● **Work instruction**
From the first line to the last, copy the data below word for word.

● **Dataset entries**
<<<<

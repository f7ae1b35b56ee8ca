//! # Crash Session
//!
//! Process-wide record of "a crash is being handled".
//!
//! Signal handlers are bare function pointers with no closure context, so the
//! only way for them to notice re-entry is state reachable from a static. That
//! state is kept to one slot, [`CRASH_SESSION`], with a narrow mutation
//! contract:
//!
//! - the first-fault path fills the slot exactly once ([`SessionSlot::create`]);
//! - the guarded section executor toggles `active_guard` and writes/consumes
//!   the checkpoint;
//! - nothing ever empties the slot or frees the session. The process is
//!   terminating.
//!
//! No locks are used. Access is serialized by the fatal-signal mask, and the
//! slot itself is a single atomic pointer so a handler can read it safely.

use std::cell::UnsafeCell;
use std::ptr;
use std::sync::atomic::{AtomicBool, AtomicPtr, Ordering};

use libc::c_int;

use crate::guard::Checkpoint;

/// State of the crash currently being handled.
pub struct CrashSession
{
    signal: c_int,
    active_guard: AtomicBool,
    checkpoint: UnsafeCell<Checkpoint>,
}

// The checkpoint is only touched by the thread handling the crash, with the
// fatal set masked around every access.
unsafe impl Sync for CrashSession {}

impl CrashSession
{
    fn new(signal: c_int) -> Self
    {
        Self {
            signal,
            active_guard: AtomicBool::new(false),
            checkpoint: UnsafeCell::new(Checkpoint::zeroed()),
        }
    }

    /// Signal that created this session.
    pub fn signal(&self) -> c_int
    {
        self.signal
    }

    /// Whether a guarded section is in flight.
    pub fn is_guard_active(&self) -> bool
    {
        self.active_guard.load(Ordering::Acquire)
    }

    pub(crate) fn set_guard_active(&self, active: bool)
    {
        self.active_guard.store(active, Ordering::Release);
    }

    pub(crate) fn checkpoint(&self) -> *mut Checkpoint
    {
        self.checkpoint.get()
    }
}

impl std::fmt::Debug for CrashSession
{
    fn fmt(&self, f: &mut std::fmt::Formatter<'_>) -> std::fmt::Result
    {
        f.debug_struct("CrashSession")
            .field("signal", &self.signal)
            .field("active_guard", &self.is_guard_active())
            .finish_non_exhaustive()
    }
}

/// A create-once slot holding at most one [`CrashSession`].
///
/// The process uses [`CRASH_SESSION`]; tests may build their own slot.
pub struct SessionSlot
{
    current: AtomicPtr<CrashSession>,
}

impl SessionSlot
{
    /// An empty slot.
    pub const fn new() -> Self
    {
        Self {
            current: AtomicPtr::new(ptr::null_mut()),
        }
    }

    /// The session in this slot, if a crash is being handled.
    pub fn current(&self) -> Option<&CrashSession>
    {
        let session = self.current.load(Ordering::Acquire);
        // SAFETY: a non-null pointer came from `Box::leak` in `create` and is
        // never freed.
        unsafe { session.as_ref() }
    }

    /// Create the session for `signal`.
    ///
    /// If the slot is already filled the existing session is returned and
    /// `signal` is dropped; the slot is never overwritten.
    pub fn create(&self, signal: c_int) -> &CrashSession
    {
        let fresh: *mut CrashSession = Box::leak(Box::new(CrashSession::new(signal)));
        match self
            .current
            .compare_exchange(ptr::null_mut(), fresh, Ordering::AcqRel, Ordering::Acquire)
        {
            // SAFETY: `fresh` is a leaked, never-freed allocation.
            Ok(_) => unsafe { &*fresh },
            Err(existing) => {
                // SAFETY: `fresh` was never published; `existing` is leaked.
                unsafe {
                    drop(Box::from_raw(fresh));
                    &*existing
                }
            }
        }
    }

    /// Whether the slot holds a session.
    pub fn is_occupied(&self) -> bool
    {
        !self.current.load(Ordering::Acquire).is_null()
    }
}

impl Default for SessionSlot
{
    fn default() -> Self
    {
        Self::new()
    }
}

/// The one session slot consulted by the installed signal handlers.
pub static CRASH_SESSION: SessionSlot = SessionSlot::new();
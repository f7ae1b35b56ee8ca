//! # Aftermath Utilities
//!
//! Shared utilities and logging for Aftermath.
//!
//! This crate provides common functionality used across the Aftermath workspace,
//! including logging infrastructure built on `tracing`.

pub mod logging;

// Re-export commonly used logging functions for convenience
pub use logging::{init_logging, init_logging_with_level, LogFormat, LogLevel, LoggingError};
pub use tracing::{debug, error, info, trace, warn};
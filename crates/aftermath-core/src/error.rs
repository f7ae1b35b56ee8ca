//! # Error Types
//!
//! Errors for the setup side of crash handling.
//!
//! We use `thiserror` to automatically generate `Error` trait implementations
//! and nice error messages.
//!
//! Nothing in here ever crosses a signal handler boundary. Once a fatal signal
//! is being handled, failures become structural outcomes instead: a section is
//! marked failed, or the process terminates with a specific exit code (see
//! [`crate::gate::Outcome`]).

use thiserror::Error;

/// Main error type for crash handler operations
///
/// ## Error Categories
///
/// 1. **Installation errors**: InstallFailed, AlreadyInstalled
/// 2. **Configuration errors**: InvalidConfig
/// 3. **Collaborator errors**: PersistFailed, DumpFailed
/// 4. **I/O errors**: Io (for file operations, etc.)
#[derive(Error, Debug)]
pub enum CrashError
{
    /// Installing a signal disposition or an alternate signal stack failed
    ///
    /// `sigaction(2)` only fails for invalid signal numbers or bad pointers,
    /// so in practice this shows up when `sigaltstack(2)` or `mmap(2)` is
    /// refused by the kernel.
    #[error("Failed to install handler for {signal}: {source}")]
    InstallFailed
    {
        /// What was being installed (a signal name or "alternate stack")
        signal: String,
        /// Underlying OS error
        source: std::io::Error,
    },

    /// A crash handler has already been installed for this process
    ///
    /// Handler installation is a one-way commitment for the process lifetime.
    #[error("Crash handler is already installed")]
    AlreadyInstalled,

    /// A configuration value could not be parsed
    #[error("Invalid configuration: {0}")]
    InvalidConfig(String),

    /// The artifact sink could not persist the report
    #[error("Failed to persist crash log: {0}")]
    PersistFailed(String),

    /// The memory dump writer reported failure
    #[error("Failed to write crash dump: {0}")]
    DumpFailed(String),

    /// I/O error (for file operations, etc.)
    #[error("IO error: {0}")]
    Io(#[from] std::io::Error),
}

/// Convenience type alias for `Result<T, CrashError>`
///
/// ```rust
/// use aftermath_core::error::CrashResult;
/// fn foo() -> CrashResult<()>
/// {
///     Ok(())
/// }
/// ```
pub type CrashResult<T> = std::result::Result<T, CrashError>;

>>>>

● **Task response**
repository f7ae1b35b56ee8ca
//! # Crash Session
//!
//! Process-wide record of "a crash is being handled".
//!
//! Signal handlers are bare function pointers with no closure context, so the
//! only way for them to notice re-entry is state reachable from a static. That
//! state is kept to one slot, [`CRASH_SESSION`], with a narrow mutation
//! contract:
//!
//! - the first-fault path fills the slot exactly once ([`SessionSlot::create`]);
//! - the guarded section executor toggles `active_guard` and writes/consumes
//!   the checkpoint;
//! - nothing ever empties the slot or frees the session. The process is
//!   terminating.
//!
//! No locks are used. Access is serialized by the fatal-signal mask, and the
//! slot itself is a single atomic pointer so a handler can read it safely.

use std::cell::UnsafeCell;
use std::ptr;
use std::sync::atomic::{AtomicBool, AtomicPtr, Ordering};

use libc::c_int;

use crate::guard::Checkpoint;

/// State of the crash currently being handled.
pub struct CrashSession
{
    signal: c_int,
    active_guard: AtomicBool,
    checkpoint: UnsafeCell<Checkpoint>,
}

// The checkpoint is only touched by the thread handling the crash, with the
// fatal set masked around every access.
unsafe impl Sync for CrashSession {}

impl CrashSession
{
    fn new(signal: c_int) -> Self
    {
        Self {
            signal,
            active_guard: AtomicBool::new(false),
            checkpoint: UnsafeCell::new(Checkpoint::zeroed()),
        }
    }

    /// Signal that created this session.
    pub fn signal(&self) -> c_int
    {
        self.signal
    }

    /// Whether a guarded section is in flight.
    pub fn is_guard_active(&self) -> bool
    {
        self.active_guard.load(Ordering::Acquire)
    }

    pub(crate) fn set_guard_active(&self, active: bool)
    {
        self.active_guard.store(active, Ordering::Release);
    }

    pub(crate) fn checkpoint(&self) -> *mut Checkpoint
    {
        self.checkpoint.get()
    }
}

impl std::fmt::Debug for CrashSession
{
    fn fmt(&self, f: &mut std::fmt::Formatter<'_>) -> std::fmt::Result
    {
        f.debug_struct("CrashSession")
            .field("signal", &self.signal)
            .field("active_guard", &self.is_guard_active())
            .finish_non_exhaustive()
    }
}

/// A create-once slot holding at most one [`CrashSession`].
///
/// The process uses [`CRASH_SESSION`]; tests may build their own slot.
pub struct SessionSlot
{
    current: AtomicPtr<CrashSession>,
}

impl SessionSlot
{
    /// An empty slot.
    pub const fn new() -> Self
    {
        Self {
            current: AtomicPtr::new(ptr::null_mut()),
        }
    }

    /// The session in this slot, if a crash is being handled.
    pub fn current(&self) -> Option<&CrashSession>
    {
        let session = self.current.load(Ordering::Acquire);
        // SAFETY: a non-null pointer came from `Box::leak` in `create` and is
        // never freed.
        unsafe { session.as_ref() }
    }

    /// Create the session for `signal`.
    ///
    /// If the slot is already filled the existing session is returned and
    /// `signal` is dropped; the slot is never overwritten.
    pub fn create(&self, signal: c_int) -> &CrashSession
    {
        let fresh: *mut CrashSession = Box::leak(Box::new(CrashSession::new(signal)));
        match self
            .current
            .compare_exchange(ptr::null_mut(), fresh, Ordering::AcqRel, Ordering::Acquire)
        {
            // SAFETY: `fresh` is a leaked, never-freed allocation.
            Ok(_) => unsafe { &*fresh },
            Err(existing) => {
                // SAFETY: `fresh` was never published; `existing` is leaked.
                unsafe {
                    drop(Box::from_raw(fresh));
                    &*existing
                }
            }
        }
    }

    /// Whether the slot holds a session.
    pub fn is_occupied(&self) -> bool
    {
        !self.current.load(Ordering::Acquire).is_null()
    }
}

impl Default for SessionSlot
{
    fn default() -> Self
    {
        Self::new()
    }
}

/// The one session slot consulted by the installed signal handlers.
pub static CRASH_SESSION: SessionSlot = SessionSlot::new();
repository f7ae1b35b56ee8ca
//! # Aftermath Utilities
//!
//! Shared utilities and logging for Aftermath.
//!
//! This crate provides common functionality used across the Aftermath workspace,
//! including logging infrastructure built on `tracing`.

pub mod logging;

// Re-export commonly used logging functions for convenience
pub use logging::{init_logging, init_logging_with_level, LogFormat, LogLevel, LoggingError};
pub use tracing::{debug, error, info, trace, warn};
filename crates/aftermath-core/src/error.rs
repository f7ae1b35b56ee8ca
//! # Error Types
//!
//! Errors for the setup side of crash handling.
//!
//! We use `thiserror` to automatically generate `Error` trait implementations
//! and nice error messages.
//!
//! Nothing in here ever crosses a signal handler boundary. Once a fatal signal
//! is being handled, failures become structural outcomes instead: a section is
//! marked failed, or the process terminates with a specific exit code (see
//! [`crate::gate::Outcome`]).

use thiserror::Error;

/// Main error type for crash handler operations
///
/// ## Error Categories
///
/// 1. **Installation errors**: InstallFailed, AlreadyInstalled
/// 2. **Configuration errors**: InvalidConfig
/// 3. **Collaborator errors**: PersistFailed, DumpFailed
/// 4. **I/O errors**: Io (for file operations, etc.)
#[derive(Error, Debug)]
pub enum CrashError
{
    /// Installing a signal disposition or an alternate signal stack failed
    ///
    /// `sigaction(2)` only fails for invalid signal numbers or bad pointers,
    /// so in practice this shows up when `sigaltstack(2)` or `mmap(2)` is
    /// refused by the kernel.
    #[error("Failed to install handler for {signal}: {source}")]
    InstallFailed
    {
        /// What was being installed (a signal name or "alternate stack")
        signal: String,
        /// Underlying OS error
        source: std::io::Error,
    },

    /// A crash handler has already been installed for this process
    ///
    /// Handler installation is a one-way commitment for the process lifetime.
    #[error("Crash handler is already installed")]
    AlreadyInstalled,

    /// A configuration value could not be parsed
    #[error("Invalid configuration: {0}")]
    InvalidConfig(String),

    /// The artifact sink could not persist the report
    #[error("Failed to persist crash log: {0}")]
    PersistFailed(String),

    /// The memory dump writer reported failure
    #[error("Failed to write crash dump: {0}")]
    DumpFailed(String),

    /// I/O error (for file operations, etc.)
    #[error("IO error: {0}")]
    Io(#[from] std::io::Error),
}

/// Convenience type alias for `Result<T, CrashError>`
///
/// ```rust
/// use aftermath_core::error::CrashResult;
/// fn foo() -> CrashResult<()>
/// {
///     Ok(())
/// }
/// ```
pub type CrashResult<T> = std::result::Result<T, CrashError>;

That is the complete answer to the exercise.